▶ _Input material_
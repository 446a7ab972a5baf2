//! Result publishing.

use std::io::ErrorKind;
use std::path::{Path, PathBuf};

use docflow_opendal::{StorageBackend, StorageError};

use super::OutputLayout;
use crate::job::JobId;
use crate::{Result, TRACING_TARGET, WorkerError};

/// Counts of artifacts uploaded for one job.
#[derive(Debug, Clone, Copy, Default, PartialEq, Eq)]
pub struct PublishSummary {
    pub images: usize,
    pub tables: usize,
}

/// Uploads a job's pipeline output under `{results_prefix}{job_id}/`.
///
/// Images go to `images/`, tables to `tables/` (both keeping their relative
/// paths) and the report to `report.pdf`. Uploads overwrite, so a retried
/// job replaces what an earlier attempt left behind.
#[derive(Debug, Clone)]
pub struct Publisher {
    storage: StorageBackend,
    layout: OutputLayout,
    results_prefix: String,
}

impl Publisher {
    /// Creates a publisher.
    pub fn new(
        storage: StorageBackend,
        layout: OutputLayout,
        results_prefix: impl Into<String>,
    ) -> Self {
        Self {
            storage,
            layout,
            results_prefix: results_prefix.into(),
        }
    }

    /// Returns `{results_prefix}{job_id}/`.
    pub fn job_prefix(&self, job_id: &JobId) -> String {
        format!("{}{job_id}/", self.results_prefix)
    }

    /// Publishes every artifact of a job.
    ///
    /// A missing images or tables directory publishes nothing for that
    /// category. A missing report is an error.
    pub async fn publish(&self, job_id: &JobId) -> Result<PublishSummary> {
        let job_prefix = self.job_prefix(job_id);
        let report = self.layout.report_path(job_id);

        let images = self
            .publish_dir(
                job_id,
                &self.layout.images_dir(job_id),
                &format!("{job_prefix}images/"),
                Some(&report),
            )
            .await?;

        let tables = self
            .publish_dir(
                job_id,
                &self.layout.tables_dir(job_id),
                &format!("{job_prefix}tables/"),
                None,
            )
            .await?;

        let report_key = format!("{job_prefix}report.pdf");
        self.upload(&report, &report_key).await?;

        tracing::info!(
            target: TRACING_TARGET,
            doc_id = %job_id,
            images,
            tables,
            prefix = %job_prefix,
            "Results published"
        );

        Ok(PublishSummary { images, tables })
    }

    async fn publish_dir(
        &self,
        job_id: &JobId,
        dir: &Path,
        key_prefix: &str,
        exclude: Option<&Path>,
    ) -> Result<usize> {
        let files = match collect_files(dir).await {
            Ok(files) => files,
            Err(err) if err.kind() == ErrorKind::NotFound => {
                tracing::warn!(
                    target: TRACING_TARGET,
                    doc_id = %job_id,
                    dir = %dir.display(),
                    "Output directory missing, nothing to publish"
                );
                return Ok(0);
            }
            Err(err) => {
                return Err(WorkerError::Publish {
                    key: key_prefix.to_owned(),
                    source: StorageError::io(dir.display().to_string(), err),
                });
            }
        };

        let mut published = 0;
        for path in files {
            if exclude.is_some_and(|excluded| excluded == path) {
                continue;
            }

            let Some(relative) = relative_key(dir, &path) else {
                continue;
            };
            self.upload(&path, &format!("{key_prefix}{relative}"))
                .await?;
            published += 1;
        }

        Ok(published)
    }

    async fn upload(&self, path: &Path, key: &str) -> Result<()> {
        self.storage
            .upload(path, key)
            .await
            .map(|_| ())
            .map_err(|source| WorkerError::Publish {
                key: key.to_owned(),
                source,
            })
    }
}

/// Lists every regular file below `dir`, sorted by path.
async fn collect_files(dir: &Path) -> std::io::Result<Vec<PathBuf>> {
    let mut files = Vec::new();
    let mut pending = vec![dir.to_path_buf()];

    while let Some(current) = pending.pop() {
        let mut entries = tokio::fs::read_dir(&current).await?;
        while let Some(entry) = entries.next_entry().await? {
            let file_type = entry.file_type().await?;
            if file_type.is_dir() {
                pending.push(entry.path());
            } else if file_type.is_file() {
                files.push(entry.path());
            }
        }
    }

    files.sort();
    Ok(files)
}

/// Builds the `/`-separated key of `path` relative to `root`.
fn relative_key(root: &Path, path: &Path) -> Option<String> {
    let relative = path.strip_prefix(root).ok()?;
    let parts: Vec<_> = relative
        .components()
        .map(|part| part.as_os_str().to_string_lossy())
        .collect();
    (!parts.is_empty()).then(|| parts.join("/"))
}
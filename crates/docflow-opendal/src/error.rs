//! Storage error types.

/// Result type for storage operations.
pub type StorageResult<T> = Result<T, StorageError>;

/// Errors that can occur during storage operations.
#[derive(Debug, thiserror::Error)]
pub enum StorageError {
    /// Failed to initialize the storage backend.
    #[error("storage initialization failed: {0}")]
    Init(String),

    /// File or object not found.
    #[error("not found: {0}")]
    NotFound(String),

    /// Permission denied.
    #[error("permission denied: {0}")]
    PermissionDenied(String),

    /// Local filesystem operation failed while staging an object.
    #[error("local file error at '{path}'")]
    Io {
        path: String,
        #[source]
        source: std::io::Error,
    },

    /// Backend-specific error.
    #[error("backend error: {0}")]
    Backend(opendal::Error),
}

impl StorageError {
    /// Creates a new initialization error.
    pub fn init(msg: impl Into<String>) -> Self {
        Self::Init(msg.into())
    }

    /// Creates a new local I/O error for the given path.
    pub fn io(path: impl Into<String>, source: std::io::Error) -> Self {
        Self::Io {
            path: path.into(),
            source,
        }
    }

    /// Returns true if the error means the object does not exist.
    pub fn is_not_found(&self) -> bool {
        matches!(self, Self::NotFound(_))
    }
}

impl From<opendal::Error> for StorageError {
    fn from(err: opendal::Error) -> Self {
        use opendal::ErrorKind;

        match err.kind() {
            ErrorKind::NotFound => Self::NotFound(err.to_string()),
            ErrorKind::PermissionDenied => Self::PermissionDenied(err.to_string()),
            _ => Self::Backend(err),
        }
    }
}

#[cfg(test)]
mod tests {
    use super::*;

    #[test]
    fn test_not_found_is_classified() {
        let err = opendal::Error::new(opendal::ErrorKind::NotFound, "missing");
        let err = StorageError::from(err);
        assert!(err.is_not_found());
    }

    #[test]
    fn test_other_kinds_stay_backend_errors() {
        let err = opendal::Error::new(opendal::ErrorKind::Unexpected, "boom");
        assert!(matches!(StorageError::from(err), StorageError::Backend(_)));
    }
}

▶ _Work request_
Work out how many lines in the records above include the string "format", and provide that figure with no other text.

▶ _Written reply_
5